We don't often expect politicians to grasp the nitty gritty of the mathematical modelling of infectious diseases, let alone explain it in a concise and accurate manner.
German chancellor Angela Merkel-who has a doctorate in physics - just did both those things, and it's a clear demonstration of how important it is for policy makers to understand the nuts and bolts of science when dealing with a public health emergency like the coronavirus pandemic.
Speaking at a conference yesterday, Merkel outlined plans for the country to slowly ease out of its lockdown measures after achieving what she called "fragile intermediate success" in the fight against Covid-19. The steps will have to be incremental, lest there's a resurgence in cases, starting with a partial re-opening of shops next week and schools on May 4, with a meeting at the end of the month to discuss how to proceed into May.

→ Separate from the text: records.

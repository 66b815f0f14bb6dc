//! Damage rolls and exact damage-state distributions.
//!
//! One hit: an armor roll `0.7 * armor + 0.6 * floor(rand * armor)` reduced by
//! armor penetration, then `floor((power - armor) * ammo_mod)`. Non-positive
//! results become scratch damage `floor(0.06 * hp + 0.08 * floor(rand * hp))`.
//! Player-side targets not yet in Taiha are protected from sinking:
//! lethal damage becomes `floor(0.5 * hp + 0.3 * floor(rand * hp))`.

use std::collections::{BTreeMap, HashMap};

use rand::Rng;
use serde::{Deserialize, Serialize};

use crate::combat::attack_power::AttackPower;
use crate::combat::hit_rate::HitRate;
use crate::combat::types::DamageState;

#[derive(Debug, Clone, Copy, PartialEq, Serialize, Deserialize)]
pub struct DefenseParams {
    pub armor: i32,
    pub current_hp: i32,
    pub max_hp: i32,
    pub sinking_protection: bool,
}

impl DefenseParams {
    fn armor_outcomes(&self) -> i32 {
        self.armor.max(1)
    }

    fn effective_armor(&self, roll: i32, penetration: f64) -> f64 {
        let armor = f64::from(self.armor.max(0));
        (0.7 * armor + 0.6 * f64::from(roll) - penetration).max(0.0)
    }
}

/// Damage one hit can deal at the target's current hp, scratch hits included.
/// Sinking protection is not reflected.
#[derive(Debug, Clone, Copy, PartialEq, Serialize, Deserialize)]
pub struct DamageRange {
    pub min: i32,
    pub max: i32,
    /// Chance a hit lands as scratch damage
    pub scratch_rate: f64,
}

#[derive(Debug, Clone, Copy, PartialEq, Serialize, Deserialize)]
pub struct DamageRanges {
    pub normal: DamageRange,
    pub critical: DamageRange,
}

fn raw_damage(power: f64, effective_armor: f64, ammo_mod: f64) -> i32 {
    ((power - effective_armor) * ammo_mod).floor() as i32
}

pub fn damage_range(power: f64, attack: &AttackPower, defense: &DefenseParams) -> DamageRange {
    let outcomes = defense.armor_outcomes();
    let penetration = attack.armor_penetration;
    let ammo_mod = attack.remaining_ammo_mod;

    let raws: Vec<i32> = (0..outcomes)
        .map(|roll| raw_damage(power, defense.effective_armor(roll, penetration), ammo_mod))
        .collect();
    let scratch = raws.iter().filter(|&&raw| raw <= 0).count();
    let landed = raws.iter().copied().filter(|&raw| raw > 0);
    let mut min = landed.clone().min();
    let mut max = landed.max();

    let hp = defense.current_hp;
    if scratch > 0 && hp > 0 {
        let lowest = scratch_damage(hp, 0);
        let highest = scratch_damage(hp, hp - 1);
        min = Some(min.map_or(lowest, |min| min.min(lowest)));
        max = Some(max.map_or(highest, |max| max.max(highest)));
    }

    DamageRange {
        min: min.unwrap_or(0),
        max: max.unwrap_or(0),
        scratch_rate: scratch as f64 / f64::from(outcomes),
    }
}

pub fn damage_ranges(attack: &AttackPower, defense: &DefenseParams) -> DamageRanges {
    DamageRanges {
        normal: damage_range(attack.normal, attack, defense),
        critical: damage_range(attack.critical, attack, defense),
    }
}

fn scratch_damage(hp: i32, roll: i32) -> i32 {
    (0.06 * f64::from(hp) + 0.08 * f64::from(roll)).floor() as i32
}

fn protected_damage(hp: i32, roll: i32) -> i32 {
    (0.5 * f64::from(hp) + 0.3 * f64::from(roll)).floor() as i32
}

/// Final damage for one armor-roll outcome and the two secondary rolls.
pub fn resolve_damage(
    raw: i32,
    current_hp: i32,
    max_hp: i32,
    protection: bool,
    secondary_roll: i32,
) -> i32 {
    let damage = if raw <= 0 {
        scratch_damage(current_hp, secondary_roll)
    } else {
        raw
    };
    let protected =
        protection && DamageState::from_hp(current_hp, max_hp) > DamageState::Taiha;
    if protected && damage >= current_hp {
        protected_damage(current_hp, secondary_roll)
    } else {
        damage
    }
}

/// Draw the damage of one hit of `power` against a target at `current_hp`.
/// Never more than `current_hp`.
pub fn sample_damage<R: Rng + ?Sized>(
    power: f64,
    attack: &AttackPower,
    defense: &DefenseParams,
    current_hp: i32,
    rng: &mut R,
) -> i32 {
    if current_hp <= 0 {
        return 0;
    }
    let roll = rng.gen_range(0..defense.armor_outcomes());
    let raw = raw_damage(
        power,
        defense.effective_armor(roll, attack.armor_penetration),
        attack.remaining_ammo_mod,
    );
    let secondary = rng.gen_range(0..current_hp);
    resolve_damage(
        raw,
        current_hp,
        defense.max_hp,
        defense.sinking_protection,
        secondary,
    )
    .clamp(0, current_hp)
}

/// Armor-roll outcomes grouped by raw damage. Every non-positive result is a
/// scratch hit and lands on key 0.
fn raw_damage_counts(power: f64, attack: &AttackPower, defense: &DefenseParams) -> BTreeMap<i32, u32> {
    let mut counts = BTreeMap::new();
    for roll in 0..defense.armor_outcomes() {
        let raw = raw_damage(
            power,
            defense.effective_armor(roll, attack.armor_penetration),
            attack.remaining_ammo_mod,
        );
        *counts.entry(raw.max(0)).or_insert(0) += 1;
    }
    counts
}

/// Damage histograms of the hp-dependent secondary roll, per hp. `lethal`
/// selects the sinking-protection branch, otherwise scratch damage. Only valid
/// for one `DefenseParams`.
#[derive(Debug, Default)]
struct SecondaryRolls {
    cache: HashMap<(i32, bool), Vec<(i32, u32)>>,
}

impl SecondaryRolls {
    fn get(&mut self, hp: i32, lethal: bool, defense: &DefenseParams) -> &[(i32, u32)] {
        self.cache.entry((hp, lethal)).or_insert_with(|| {
            let raw = if lethal { hp } else { 0 };
            let mut counts = BTreeMap::new();
            for roll in 0..hp {
                let damage =
                    resolve_damage(raw, hp, defense.max_hp, defense.sinking_protection, roll);
                *counts.entry(damage).or_insert(0u32) += 1;
            }
            counts.into_iter().collect()
        })
    }
}

/// Probability distribution over remaining hp.
#[derive(Debug, Clone, PartialEq)]
pub struct HpDistribution {
    probs: BTreeMap<i32, f64>,
}

impl HpDistribution {
    pub fn certain(hp: i32) -> Self {
        let mut probs = BTreeMap::new();
        probs.insert(hp.max(0), 1.0);
        Self { probs }
    }

    pub fn iter(&self) -> impl Iterator<Item = (i32, f64)> + '_ {
        self.probs.iter().map(|(&hp, &p)| (hp, p))
    }

    fn add(&mut self, hp: i32, p: f64) {
        if p > 0.0 {
            *self.probs.entry(hp.max(0)).or_insert(0.0) += p;
        }
    }

    fn merge_scaled(&mut self, other: &HpDistribution, weight: f64) {
        for (hp, p) in other.iter() {
            self.add(hp, p * weight);
        }
    }

    /// Apply one hit with the given power to every hp state.
    pub fn after_hit(&self, power: f64, attack: &AttackPower, defense: &DefenseParams) -> Self {
        self.after_hit_with(power, attack, defense, &mut SecondaryRolls::default())
    }

    fn after_hit_with(
        &self,
        power: f64,
        attack: &AttackPower,
        defense: &DefenseParams,
        secondary: &mut SecondaryRolls,
    ) -> Self {
        let counts = raw_damage_counts(power, attack, defense);
        let outcomes = f64::from(defense.armor_outcomes());
        let mut next = Self {
            probs: BTreeMap::new(),
        };
        for (hp, p) in self.iter() {
            if hp <= 0 {
                next.add(0, p);
                continue;
            }
            let protection_possible = defense.sinking_protection
                && DamageState::from_hp(hp, defense.max_hp) > DamageState::Taiha;

            let mut scratch_mass = 0.0;
            let mut lethal_mass = 0.0;
            for (&raw, &count) in &counts {
                let p_raw = p * f64::from(count) / outcomes;
                if raw <= 0 {
                    scratch_mass += p_raw;
                } else if protection_possible && raw >= hp {
                    lethal_mass += p_raw;
                } else {
                    next.add(hp - raw, p_raw);
                }
            }

            for (lethal, mass) in [(false, scratch_mass), (true, lethal_mass)] {
                if mass <= 0.0 {
                    continue;
                }
                let per_roll = mass / f64::from(hp);
                for &(damage, rolls) in secondary.get(hp, lethal, defense) {
                    next.add(hp - damage, per_roll * f64::from(rolls));
                }
            }
        }
        next
    }

    /// One attack of `hits` independent hit rolls.
    pub fn after_attack(
        &self,
        hits: u8,
        hit_rate: &HitRate,
        attack: &AttackPower,
        defense: &DefenseParams,
    ) -> Self {
        let mut secondary = SecondaryRolls::default();
        let mut current = self.clone();
        for _ in 0..hits.max(1) {
            let mut next = Self {
                probs: BTreeMap::new(),
            };
            next.merge_scaled(&current, hit_rate.miss());
            if hit_rate.normal > 0.0 {
                next.merge_scaled(
                    &current.after_hit_with(attack.normal, attack, defense, &mut secondary),
                    hit_rate.normal,
                );
            }
            if hit_rate.critical > 0.0 {
                next.merge_scaled(
                    &current.after_hit_with(attack.critical, attack, defense, &mut secondary),
                    hit_rate.critical,
                );
            }
            current = next;
        }
        current
    }

    pub fn damage_states(&self, max_hp: i32) -> DamageStateDistribution {
        let mut dist = DamageStateDistribution::default();
        for (hp, p) in self.iter() {
            dist.add(DamageState::from_hp(hp, max_hp), p);
        }
        dist
    }
}

#[derive(Debug, Clone, Default, PartialEq, Serialize, Deserialize)]
pub struct DamageStateDistribution(pub BTreeMap<DamageState, f64>);

impl DamageStateDistribution {
    pub fn add(&mut self, state: DamageState, p: f64) {
        if p > 0.0 {
            *self.0.entry(state).or_insert(0.0) += p;
        }
    }

    pub fn get(&self, state: DamageState) -> f64 {
        self.0.get(&state).copied().unwrap_or(0.0)
    }

    pub fn merge_scaled(&mut self, other: &DamageStateDistribution, weight: f64) {
        for (&state, &p) in &other.0 {
            self.add(state, p * weight);
        }
    }

    pub fn total(&self) -> f64 {
        self.0.values().sum()
    }
}

#[cfg(test)]
mod tests {
    use super::*;

    fn power(normal: f64, critical: f64) -> AttackPower {
        AttackPower {
            precap: normal,
            capped: normal,
            is_capped: false,
            normal,
            critical,
            armor_penetration: 0.0,
            remaining_ammo_mod: 1.0,
        }
    }

    fn defense(armor: i32, hp: i32) -> DefenseParams {
        DefenseParams {
            armor,
            current_hp: hp,
            max_hp: hp,
            sinking_protection: false,
        }
    }

    #[test]
    fn range_spans_the_armor_roll() {
        let attack = power(95.0, 142.0);
        let ranges = damage_ranges(&attack, &defense(20, 100));
        assert_eq!((ranges.normal.min, ranges.normal.max), (69, 81));
        assert_eq!((ranges.critical.min, ranges.critical.max), (116, 128));
        assert_eq!(ranges.normal.scratch_rate, 0.0);
    }

    #[test]
    fn weak_attack_is_all_scratch() {
        let attack = power(10.0, 15.0);
        let range = damage_range(10.0, &attack, &defense(100, 80));
        assert_eq!(range.scratch_rate, 1.0);
        // floor(0.06 * 80) and floor(0.06 * 80 + 0.08 * 79)
        assert_eq!((range.min, range.max), (4, 11));
    }

    #[test]
    fn partial_scratch_reports_the_scratch_minimum() {
        let attack = power(20.0, 30.0);
        let range = damage_range(20.0, &attack, &defense(20, 100));
        assert!(range.scratch_rate > 0.0 && range.scratch_rate < 1.0);
        // lowest landed roll deals 1, scratch reaches floor(6 + 0.08 * 99)
        assert_eq!(range.min, 1);
        assert_eq!(range.max, 13);
    }

    fn brute_force_after_hit(
        dist: &HpDistribution,
        power: f64,
        attack: &AttackPower,
        defense: &DefenseParams,
    ) -> HpDistribution {
        let outcomes = defense.armor_outcomes();
        let mut next = HpDistribution {
            probs: BTreeMap::new(),
        };
        for (hp, p) in dist.iter() {
            if hp <= 0 {
                next.add(0, p);
                continue;
            }
            for roll in 0..outcomes {
                let raw = raw_damage(
                    power,
                    defense.effective_armor(roll, attack.armor_penetration),
                    attack.remaining_ammo_mod,
                );
                for secondary in 0..hp {
                    let damage =
                        resolve_damage(raw, hp, defense.max_hp, defense.sinking_protection, secondary);
                    next.add(hp - damage, p / f64::from(outcomes) / f64::from(hp));
                }
            }
        }
        next
    }

    #[test]
    fn grouped_rolls_match_enumerating_every_roll() {
        let attack = power(38.0, 57.0);
        let mut defense = defense(30, 45);
        defense.sinking_protection = true;
        let start = HpDistribution::certain(45);

        let mut grouped = start.clone();
        let mut enumerated = start;
        for _ in 0..3 {
            grouped = grouped.after_hit(attack.normal, &attack, &defense);
            enumerated = brute_force_after_hit(&enumerated, attack.normal, &attack, &defense);
        }
        let grouped: Vec<_> = grouped.iter().collect();
        let enumerated: Vec<_> = enumerated.iter().collect();
        assert_eq!(grouped.len(), enumerated.len());
        for ((hp_a, p_a), (hp_b, p_b)) in grouped.into_iter().zip(enumerated) {
            assert_eq!(hp_a, hp_b);
            assert!((p_a - p_b).abs() < 1e-12);
        }
    }

    #[test]
    fn heavy_target_distribution_stays_cheap() {
        let attack = power(400.0, 600.0);
        let defense = defense(300, 900);
        let rate = HitRate {
            total: 0.9,
            normal: 0.8,
            critical: 0.1,
        };
        let dist = HpDistribution::certain(900).after_attack(2, &rate, &attack, &defense);
        let total: f64 = dist.iter().map(|(_, p)| p).sum();
        assert!((total - 1.0).abs() < 1e-9);
        assert_eq!(dist.damage_states(900).get(DamageState::Sunk), 0.0);
    }

    #[test]
    fn distribution_sums_to_one() {
        let attack = power(30.0, 45.0);
        let defense = defense(20, 40);
        let rate = HitRate {
            total: 0.8,
            normal: 0.7,
            critical: 0.1,
        };
        let dist = HpDistribution::certain(40).after_attack(2, &rate, &attack, &defense);
        let total: f64 = dist.iter().map(|(_, p)| p).sum();
        assert!((total - 1.0).abs() < 1e-9);
        assert!((dist.damage_states(40).total() - 1.0).abs() < 1e-9);
    }

    #[test]
    fn sinking_protection_prevents_sinking_from_healthy() {
        let attack = power(500.0, 750.0);
        let mut defense = defense(10, 40);
        defense.sinking_protection = true;
        let rate = HitRate {
            total: 1.0,
            normal: 1.0,
            critical: 0.0,
        };
        let dist = HpDistribution::certain(40).after_attack(1, &rate, &attack, &defense);
        assert_eq!(dist.damage_states(40).get(DamageState::Sunk), 0.0);
    }
}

As societies begin to contemplate how to re-start their economies after weeks of shutdowns, epidemiologists have urged a multi-cycle strategy of "suppression and lift:" a regimen of relaxing and tightening social distancing measures to fine-tune them, so that they are just right for a particular population at a particular time. The idea is to relax the measures when case growth has fallen sufficiently, but to tighten them again if infections again start to spread. Hong Kong and Singapore, for example, are already testing out this strategy.
At the core of the "suppress and lift" strategy is one key number: Rt, or the real-time effective reproductive number. Rt tells us a virus's actual transmission rate at a given time, t. That is, in a particular population at a particular time, how many other people will catch the disease from a single infected person?
This is the concept that Merkel explained so well yesterday. She noted that the Rt in Germany was currently around one, meaning that on average a person with the virus infects one other person. One is the critical threshold: below one, the epidemic gradually fades out. Above one, it will grow, possibly exponentially. (Hong Kong has a dashboard showing a frequently updated Rt; the latest Rt is just above 0.3.)
Merkel then sketched out what it would mean if Germany's Rt edged up to 1.1.
"If we get to the point where everybody infects 1.1 people, then by October we will reach the capacity level of our health system, with the assumed level of intensive care beds," she said.
And if it edges up further still, to 1.2, "everyone is infecting 20% more."
But 20% is arguably an abstract number, and hard for the average citizen to grasp. Merkel seemed to recognize this, and explained the percentage more concretely: "Out of five people, one infects two and the rest one." At this rate, Germany's health care system will reach its limit in July. At an Rt of 1.3, the health care system maxes out in June.
"So you see what little leeway we have," she said.
Germany currently has more than 134,753 confirmed cases, which is not far off of Italy's 165,155, according to Johns Hopkins University's Covid-19 tracker. But its death toll of 3,804 is a fraction of Italy's 21,645, even though its first confirmed case was detected before Italy. One of the key factors that helped Germany keep the pandemic from spiralling out of control was timely and stringent contact tracing, which allowed authorities to test and isolate those who've been infected, buying the country crucial time to ramp up their pandemic defences.